[Stored data entries]
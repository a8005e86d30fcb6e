// SPDX-License-Identifier: Apache-2.0
// Copyright 2025 Ankit Kumar Pandey

//! YAML run configuration with strict schema validation.
//!
//! A run configuration names one container and one process to start in it.
//! Any invalid field results in a HardValidationError before anything is
//! sent to the host.

use std::collections::HashMap;
use std::path::{Path, PathBuf};
use std::time::Duration;

use serde::Deserialize;
use uuid::Uuid;

use crate::container::{ContainerSettings, LayerDescriptor, MappedDirectory};
use crate::error::{ComputeError, ComputeResult, HardValidationError};
use crate::process::ProcessStartInfo;
use crate::types::{ContainerId, NetworkId};

/// Raw timeouts as parsed from YAML (before validation).
#[derive(Debug, Deserialize)]
struct RawTimeouts {
    #[serde(default = "default_shutdown_ms")]
    shutdown_ms: u64,
    #[serde(default = "default_process_exit_ms")]
    process_exit_ms: u64,
    #[serde(default = "default_dispose_ms")]
    dispose_ms: u64,
}

fn default_shutdown_ms() -> u64 {
    30000 // 30 seconds
}

fn default_process_exit_ms() -> u64 {
    10000
}

fn default_dispose_ms() -> u64 {
    10000
}

impl Default for RawTimeouts {
    fn default() -> Self {
        Self {
            shutdown_ms: default_shutdown_ms(),
            process_exit_ms: default_process_exit_ms(),
            dispose_ms: default_dispose_ms(),
        }
    }
}

#[derive(Debug, Deserialize)]
struct RawLayer {
    id: Uuid,
    path: String,
}

#[derive(Debug, Deserialize)]
struct RawMappedDirectory {
    host_path: String,
    container_path: String,
    #[serde(default)]
    read_only: bool,
}

#[derive(Debug, Deserialize)]
struct RawContainer {
    id: String,
    sandbox_path: String,
    #[serde(default)]
    layers: Vec<RawLayer>,
    #[serde(default)]
    mapped_directories: Vec<RawMappedDirectory>,
    #[serde(default)]
    network_id: Option<Uuid>,
    #[serde(default = "default_true")]
    kill_on_close: bool,
    #[serde(default)]
    hyperv: bool,
    #[serde(default)]
    utility_vm_path: Option<String>,
}

#[derive(Debug, Deserialize)]
struct RawProcess {
    #[serde(default)]
    command_line: String,
    #[serde(default)]
    application_name: Option<String>,
    #[serde(default)]
    working_directory: Option<String>,
    #[serde(default)]
    user: Option<String>,
    #[serde(default)]
    environment: HashMap<String, String>,
    #[serde(default)]
    redirect_stdin: bool,
    #[serde(default = "default_true")]
    redirect_stdout: bool,
    #[serde(default)]
    redirect_stderr: bool,
    #[serde(default)]
    emulate_console: bool,
    #[serde(default)]
    restricted_token: bool,
    #[serde(default = "default_true")]
    kill_on_close: bool,
}

fn default_true() -> bool {
    true
}

/// Raw root configuration file.
#[derive(Debug, Deserialize)]
struct RawConfig {
    #[serde(default)]
    timeouts: RawTimeouts,
    container: RawContainer,
    process: RawProcess,
}

/// Validated timeouts.
#[derive(Debug, Clone, Copy, PartialEq, Eq)]
pub struct TimeoutConfig {
    pub shutdown: Duration,
    pub process_exit: Duration,
    pub dispose: Duration,
}

impl Default for TimeoutConfig {
    fn default() -> Self {
        Self {
            shutdown: Duration::from_millis(default_shutdown_ms()),
            process_exit: Duration::from_millis(default_process_exit_ms()),
            dispose: Duration::from_millis(default_dispose_ms()),
        }
    }
}

/// Complete validated run configuration.
#[derive(Debug, Clone)]
pub struct RunConfig {
    pub timeouts: TimeoutConfig,
    pub container_id: ContainerId,
    pub container: ContainerSettings,
    pub process: ProcessStartInfo,
}

/// Configuration loader with strict validation.
pub struct ConfigLoader;

impl ConfigLoader {
    /// Load and validate configuration from a YAML file.
    /// Returns HardValidationError for any invalid fields.
    pub fn load_file(path: impl AsRef<Path>) -> ComputeResult<RunConfig> {
        let path = path.as_ref();

        if !path.exists() {
            return Err(ComputeError::ConfigNotFound {
                path: path.to_path_buf(),
            });
        }

        let content = std::fs::read_to_string(path).map_err(|e| ComputeError::Io {
            context: "reading config file",
            source: e,
        })?;

        tracing::debug!(path = %path.display(), "Loaded run configuration");
        Self::load_string(&content)
    }

    /// Load and validate configuration from a YAML string.
    pub fn load_string(content: &str) -> ComputeResult<RunConfig> {
        let raw: RawConfig =
            serde_yaml::from_str(content).map_err(|e| ComputeError::ConfigParse {
                message: format!("YAML parse error: {}", e),
            })?;

        Self::validate(raw)
    }

    fn validate(raw: RawConfig) -> ComputeResult<RunConfig> {
        let timeouts = Self::validate_timeouts(&raw.timeouts)?;
        let (container_id, container) = Self::validate_container(raw.container, &timeouts)?;
        let process = Self::validate_process(raw.process, &timeouts)?;

        Ok(RunConfig {
            timeouts,
            container_id,
            container,
            process,
        })
    }

    fn validate_timeouts(raw: &RawTimeouts) -> ComputeResult<TimeoutConfig> {
        let check = |field: &'static str, value: u64, max: u64| -> ComputeResult<Duration> {
            if value == 0 || value > max {
                return Err(HardValidationError::InvalidFieldValue {
                    field,
                    value: value.to_string(),
                    reason: format!("Must be between 1 and {} milliseconds", max),
                }
                .into());
            }
            Ok(Duration::from_millis(value))
        };

        Ok(TimeoutConfig {
            shutdown: check("shutdown_ms", raw.shutdown_ms, 600_000)?,
            process_exit: check("process_exit_ms", raw.process_exit_ms, 3_600_000)?,
            dispose: check("dispose_ms", raw.dispose_ms, 600_000)?,
        })
    }

    fn validate_container(
        raw: RawContainer,
        timeouts: &TimeoutConfig,
    ) -> ComputeResult<(ContainerId, ContainerSettings)> {
        let id = ContainerId::new(&raw.id)?;

        if raw.sandbox_path.trim().is_empty() {
            return Err(HardValidationError::MissingRequiredField {
                field: "sandbox_path",
                context: format!("container {}", id),
            }
            .into());
        }

        if raw.layers.is_empty() {
            return Err(HardValidationError::SchemaValidation {
                message: "At least one layer must be defined".to_string(),
            }
            .into());
        }

        let mut seen_layers = std::collections::HashSet::new();
        let mut layers = Vec::with_capacity(raw.layers.len());
        for layer in raw.layers {
            if layer.path.trim().is_empty() {
                return Err(HardValidationError::InvalidFieldValue {
                    field: "layers",
                    value: layer.id.to_string(),
                    reason: "Layer path cannot be empty".to_string(),
                }
                .into());
            }
            if !seen_layers.insert(layer.id) {
                return Err(HardValidationError::InvalidFieldValue {
                    field: "layers",
                    value: layer.id.to_string(),
                    reason: "Layer is listed more than once".to_string(),
                }
                .into());
            }
            layers.push(LayerDescriptor {
                id: layer.id,
                path: PathBuf::from(layer.path),
            });
        }

        let mut mapped_directories = Vec::with_capacity(raw.mapped_directories.len());
        for dir in raw.mapped_directories {
            if dir.host_path.is_empty() || dir.container_path.is_empty() {
                return Err(HardValidationError::InvalidFieldValue {
                    field: "mapped_directories",
                    value: format!("{} -> {}", dir.host_path, dir.container_path),
                    reason: "Both host_path and container_path are required".to_string(),
                }
                .into());
            }
            mapped_directories.push(MappedDirectory {
                host_path: PathBuf::from(dir.host_path),
                container_path: PathBuf::from(dir.container_path),
                read_only: dir.read_only,
            });
        }

        if raw.utility_vm_path.is_some() && !raw.hyperv {
            return Err(HardValidationError::InvalidFieldValue {
                field: "utility_vm_path",
                value: raw.utility_vm_path.unwrap_or_default(),
                reason: "A utility VM requires hyperv: true".to_string(),
            }
            .into());
        }

        let settings = ContainerSettings {
            sandbox_path: PathBuf::from(raw.sandbox_path),
            layers,
            mapped_directories,
            network_id: raw.network_id.map(NetworkId::new).unwrap_or(NetworkId::NONE),
            kill_on_close: raw.kill_on_close,
            hyperv: raw.hyperv,
            utility_vm_path: raw.utility_vm_path.map(PathBuf::from),
            dispose_timeout: timeouts.dispose,
        };

        Ok((id, settings))
    }

    fn validate_process(
        raw: RawProcess,
        timeouts: &TimeoutConfig,
    ) -> ComputeResult<ProcessStartInfo> {
        if raw.command_line.trim().is_empty() {
            return Err(HardValidationError::MissingRequiredField {
                field: "command_line",
                context: "process".to_string(),
            }
            .into());
        }

        for key in raw.environment.keys() {
            if key.is_empty() || key.contains('=') {
                return Err(HardValidationError::InvalidFieldValue {
                    field: "environment",
                    value: key.clone(),
                    reason: "Environment variable names cannot be empty or contain '='"
                        .to_string(),
                }
                .into());
            }
        }

        Ok(ProcessStartInfo {
            application_name: raw.application_name,
            command_line: raw.command_line,
            user: raw.user,
            working_directory: raw.working_directory,
            environment: raw.environment,
            redirect_stdin: raw.redirect_stdin,
            redirect_stdout: raw.redirect_stdout,
            redirect_stderr: raw.redirect_stderr,
            emulate_console: raw.emulate_console,
            restricted_token: raw.restricted_token,
            kill_on_close: raw.kill_on_close,
            dispose_timeout: timeouts.dispose,
        })
    }
}

#[cfg(test)]
mod tests {
    use super::*;

    const VALID_CONFIG: &str = r#"
timeouts:
  shutdown_ms: 5000
  process_exit_ms: 2000

container:
  id: build-box
  sandbox_path: 'C:\sandboxes\build-box'
  layers:
    - id: 7f3c5d1e-8a2b-4c6d-9e0f-112233445566
      path: 'C:\layers\servercore'
  mapped_directories:
    - host_path: 'C:\src'
      container_path: 'C:\src'
      read_only: true
  kill_on_close: true

process:
  command_line: cmd /c exit 0
  environment:
    DEBUG: "true"
"#;

    #[test]
    fn test_valid_config() {
        let config = ConfigLoader::load_string(VALID_CONFIG).unwrap();
        assert_eq!(config.container_id.as_str(), "build-box");
        assert_eq!(config.container.layers.len(), 1);
        assert!(config.container.mapped_directories[0].read_only);
        assert!(config.container.network_id.is_none());
        assert_eq!(config.timeouts.shutdown, Duration::from_millis(5000));
        assert_eq!(config.timeouts.dispose, Duration::from_millis(10000));
        assert_eq!(config.process.command_line, "cmd /c exit 0");
        assert!(config.process.redirect_stdout);
        assert!(config.process.kill_on_close);
    }

    #[test]
    fn test_nil_network_means_none() {
        let yaml = VALID_CONFIG.replace(
            "  kill_on_close: true\n",
            "  kill_on_close: true\n  network_id: 00000000-0000-0000-0000-000000000000\n",
        );
        let config = ConfigLoader::load_string(&yaml).unwrap();
        assert!(config.container.network_id.is_none());
    }

    #[test]
    fn test_missing_command_line() {
        let yaml = r#"
container:
  id: a
  sandbox_path: /s
  layers:
    - id: 7f3c5d1e-8a2b-4c6d-9e0f-112233445566
      path: /l
process:
  command_line: "  "
"#;
        let result = ConfigLoader::load_string(yaml);
        assert!(matches!(
            result,
            Err(ComputeError::HardValidation(
                HardValidationError::MissingRequiredField { field: "command_line", .. }
            ))
        ));
    }

    #[test]
    fn test_no_layers() {
        let yaml = r#"
container:
  id: a
  sandbox_path: /s
process:
  command_line: run
"#;
        assert!(ConfigLoader::load_string(yaml).is_err());
    }

    #[test]
    fn test_invalid_container_id() {
        let yaml = VALID_CONFIG.replace("id: build-box", "id: 'bad id!'");
        assert!(ConfigLoader::load_string(&yaml).is_err());
    }

    #[test]
    fn test_timeout_out_of_range() {
        let yaml = VALID_CONFIG.replace("shutdown_ms: 5000", "shutdown_ms: 0");
        let result = ConfigLoader::load_string(&yaml);
        assert!(matches!(
            result,
            Err(ComputeError::HardValidation(
                HardValidationError::InvalidFieldValue { field: "shutdown_ms", .. }
            ))
        ));
    }

    #[test]
    fn test_utility_vm_requires_hyperv() {
        let yaml = VALID_CONFIG.replace(
            "  kill_on_close: true\n",
            "  kill_on_close: true\n  utility_vm_path: 'C:\\uvm'\n",
        );
        assert!(ConfigLoader::load_string(&yaml).is_err());
    }

    #[test]
    fn test_malformed_yaml() {
        let result = ConfigLoader::load_string("container: [unclosed");
        assert!(matches!(result, Err(ComputeError::ConfigParse { .. })));
    }

    #[test]
    fn test_missing_file() {
        let result = ConfigLoader::load_file("/nonexistent/run.yaml");
        assert!(matches!(result, Err(ComputeError::ConfigNotFound { .. })));
    }
}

▶ _Assigned task_: Go through the entries above and report every line in which the word "RawProcess" appears.

▶ _Output below_:
struct RawProcess {
    process: RawProcess,
        raw: RawProcess,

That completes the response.